ZHONG CHENG

松谷武判 TAKESADA MATSUTANI (b.1937)

Takesada Matsutani is a prominent figure in postwar contemporary art in Japan, with works ranging from painting, sculpture to printmaking. He initially studied traditional Japanese painting and in 1962, he created relief works using plastic adhesive, which garnered high praise from the art critic Yoshihara Jirō. As a result, he became a second-generation member of the avant-garde art movement called the Concrete Art Group in 1963. The group aimed to "present with tools and bodily actions" and abandoned traditional formalized painting attitudes. The second generation of the group, including Matsutani, went even further with experimentation using new materials and ideas. After studying in Paris in 1966, he settled there and developed a bolder style of creation. 

 

His unique technique involves covering the canvas with ethylene vinyl acetate and inflating it with air to create unique patterns of expansion, contraction or wrinkling, on which he then draws with graphite.
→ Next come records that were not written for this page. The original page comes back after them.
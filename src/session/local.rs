//! Runs a session against this process's own stdio, standing in for a
//! remote client.

use std::io::IsTerminal;
use std::sync::Arc;

use tracing::{info, warn};

use super::{ExitOutcome, PtyRequest, Session, SessionControl, SessionRequest};
use crate::config::Config;
use crate::pty::{NativeProvider, ProcessProvider};
use crate::relay::OutputSink;

const DEFAULT_TERM: &str = "xterm-256color";

pub struct LocalOptions {
    pub command: String,
    /// Never allocate a terminal, even when stdin is one.
    pub force_pipes: bool,
}

pub async fn run(config: Arc<Config>, options: LocalOptions) -> ExitOutcome {
    let provider: Arc<dyn ProcessProvider> = Arc::new(NativeProvider::new(config.wait_delay));
    let interactive = !options.force_pipes && std::io::stdin().is_terminal();

    let (mut request, control) = SessionRequest::new(
        "local",
        options.command,
        Box::new(tokio::io::stdin()),
        OutputSink::new(tokio::io::stdout()),
    );

    let mut _raw_mode = None;
    if interactive {
        let term = std::env::var("TERM").unwrap_or_else(|_| DEFAULT_TERM.to_string());
        let (width, height) = host_window_size().unwrap_or((80, 24));
        request = request.with_pty(PtyRequest { term, width, height });
        _raw_mode = raw_mode();
    }
    info!(
        "Running locally with shell {:?} ({})",
        config.shell,
        if interactive { "pty" } else { "pipes" }
    );

    let forwarder = tokio::spawn(forward_host_signals(control));
    let outcome = Session::new(request, config, provider).run().await;
    forwarder.abort();
    outcome
}

#[cfg(unix)]
async fn forward_host_signals(control: SessionControl) {
    use crate::signals::{HostEvent, HostSignals};

    let mut signals = match HostSignals::new() {
        Ok(signals) => signals,
        Err(e) => {
            warn!("Cannot listen for host signals: {}", e);
            return;
        }
    };
    while let Some(event) = signals.recv().await {
        let sent = match event {
            HostEvent::Signal(signal) => control.signals.send(signal.name().to_string()).is_ok(),
            HostEvent::WindowChange => match host_window_size() {
                Some(size) => control.window_changes.send(size).is_ok(),
                None => true,
            },
        };
        if !sent {
            break;
        }
    }
}

#[cfg(not(unix))]
async fn forward_host_signals(control: SessionControl) {
    use crate::signals::Signal;

    while tokio::signal::ctrl_c().await.is_ok() {
        if control.signals.send(Signal::Int.name().to_string()).is_err() {
            break;
        }
    }
}

#[cfg(unix)]
fn host_window_size() -> Option<(u32, u32)> {
    let mut ws = libc::winsize {
        ws_row: 0,
        ws_col: 0,
        ws_xpixel: 0,
        ws_ypixel: 0,
    };
    // SAFETY: `ws` is a valid out pointer for the duration of the call.
    let rc = unsafe { libc::ioctl(libc::STDIN_FILENO, libc::TIOCGWINSZ as _, &mut ws as *mut _) };
    if rc < 0 || ws.ws_col == 0 || ws.ws_row == 0 {
        return None;
    }
    Some((u32::from(ws.ws_col), u32::from(ws.ws_row)))
}

#[cfg(not(unix))]
fn host_window_size() -> Option<(u32, u32)> {
    None
}

/// Puts the host terminal in raw mode until dropped, so keystrokes reach the
/// program untouched.
#[cfg(unix)]
struct RawModeGuard {
    saved: nix::sys::termios::Termios,
}

#[cfg(unix)]
fn raw_mode() -> Option<RawModeGuard> {
    use nix::sys::termios::{cfmakeraw, tcgetattr, tcsetattr, SetArg};

    let stdin = std::io::stdin();
    let saved = match tcgetattr(&stdin) {
        Ok(saved) => saved,
        Err(e) => {
            warn!("Cannot read terminal attributes: {}", e);
            return None;
        }
    };
    let mut raw = saved.clone();
    cfmakeraw(&mut raw);
    if let Err(e) = tcsetattr(&stdin, SetArg::TCSANOW, &raw) {
        warn!("Cannot switch terminal to raw mode: {}", e);
        return None;
    }
    Some(RawModeGuard { saved })
}

#[cfg(unix)]
impl Drop for RawModeGuard {
    fn drop(&mut self) {
        use nix::sys::termios::{tcsetattr, SetArg};

        if let Err(e) = tcsetattr(&std::io::stdin(), SetArg::TCSANOW, &self.saved) {
            tracing::debug!("Restoring terminal attributes failed: {}", e);
        }
    }
}

#[cfg(not(unix))]
fn raw_mode() -> Option<()> {
    None
}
Matsuda's works break through the limitations of traditional flat painting, and are considered both painting, sculpture, and performance. Matsuda currently lives and works in both Paris and Nishinomiya, Japan. His works are held in important international art museums and galleries, including the Pompidou Center in Paris, the National Museum of Modern Art in Tokyo, the Victoria and Albert Museum in London, and the Albertina Museum in Vienna.